When a line in the listing contains the string "serde", pick it out and copy it.

Segment Start: Records provided

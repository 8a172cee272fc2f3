//! Forward simulation of a single signal.
//!
//! Target and stop come from the triggering candle's range widened by
//! `distance_threshold`. The walk checks each subsequent close against the
//! stop first, then the target; the first hit ends the trade. A trade that
//! never hits either is closed at the last candle and is never a success.

use chrono::NaiveDateTime;
use serde::{Deserialize, Serialize};

use super::candle::Candle;
use super::signal::{Direction, Signal};

#[derive(Debug, Clone, Copy, PartialEq, Eq, Serialize, Deserialize)]
#[serde(rename_all = "lowercase")]
pub enum Outcome {
    Success,
    Failure,
    Neither,
}

#[derive(Debug, Clone, PartialEq, Serialize, Deserialize)]
pub struct Trade {
    pub entry_time: NaiveDateTime,
    pub entry_price: f64,
    pub exit_time: NaiveDateTime,
    pub exit_price: f64,
    pub direction: Direction,
    pub r1: f64,
    pub r2: f64,
    pub profit: f64,
    pub outcome: Outcome,
}

/// Exit levels derived from a signal's triggering candle.
#[derive(Debug, Clone, Copy, PartialEq)]
pub struct ExitLevels {
    pub direction: Direction,
    pub target: f64,
    pub stop: f64,
}

impl ExitLevels {
    pub fn new(direction: Direction, candle: &Candle, distance_threshold: f64) -> Self {
        let (target, stop) = match direction {
            Direction::Buy => (
                candle.high * (1.0 + distance_threshold),
                candle.low * (1.0 - distance_threshold),
            ),
            Direction::Sell => (
                candle.low * (1.0 - distance_threshold),
                candle.high * (1.0 + distance_threshold),
            ),
        };
        Self {
            direction,
            target,
            stop,
        }
    }

    pub fn stop_hit(&self, price: f64) -> bool {
        match self.direction {
            Direction::Buy => price <= self.stop,
            Direction::Sell => price >= self.stop,
        }
    }

    pub fn target_hit(&self, price: f64) -> bool {
        match self.direction {
            Direction::Buy => price >= self.target,
            Direction::Sell => price <= self.target,
        }
    }
}

/// Signed profit for one unit, long for buys and short for sells.
pub fn profit(direction: Direction, entry_price: f64, exit_price: f64) -> f64 {
    match direction {
        Direction::Buy => exit_price - entry_price,
        Direction::Sell => entry_price - exit_price,
    }
}

/// Walk forward from the bar after the signal and close the trade.
///
/// `candles` must be the series the signal was detected in.
pub fn simulate(signal: &Signal<'_>, candles: &[Candle], distance_threshold: f64) -> Trade {
    let entry = signal.candle;
    let levels = ExitLevels::new(signal.direction, entry, distance_threshold);

    let hit = candles
        .iter()
        .skip(signal.index + 1)
        .find_map(|bar| {
            if levels.stop_hit(bar.close) {
                Some((bar, Outcome::Failure))
            } else if levels.target_hit(bar.close) {
                Some((bar, Outcome::Success))
            } else {
                None
            }
        });

    let (exit, outcome) = match hit {
        Some(found) => found,
        None => {
            let last = candles.last().unwrap_or(entry);
            let outcome = if levels.stop_hit(last.close) {
                Outcome::Failure
            } else {
                Outcome::Neither
            };
            tracing::debug!(
                index = signal.index,
                exit_time = %last.timestamp,
                ?outcome,
                "forced exit at end of series"
            );
            (last, outcome)
        }
    };

    Trade {
        entry_time: entry.timestamp,
        entry_price: entry.close,
        exit_time: exit.timestamp,
        exit_price: exit.close,
        direction: signal.direction,
        r1: entry.r1,
        r2: entry.r2,
        profit: profit(signal.direction, entry.close, exit.close),
        outcome,
    }
}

Segment End: Records provided

**Response area**
use serde::{Deserialize, Serialize};
#[serde(rename_all = "lowercase")]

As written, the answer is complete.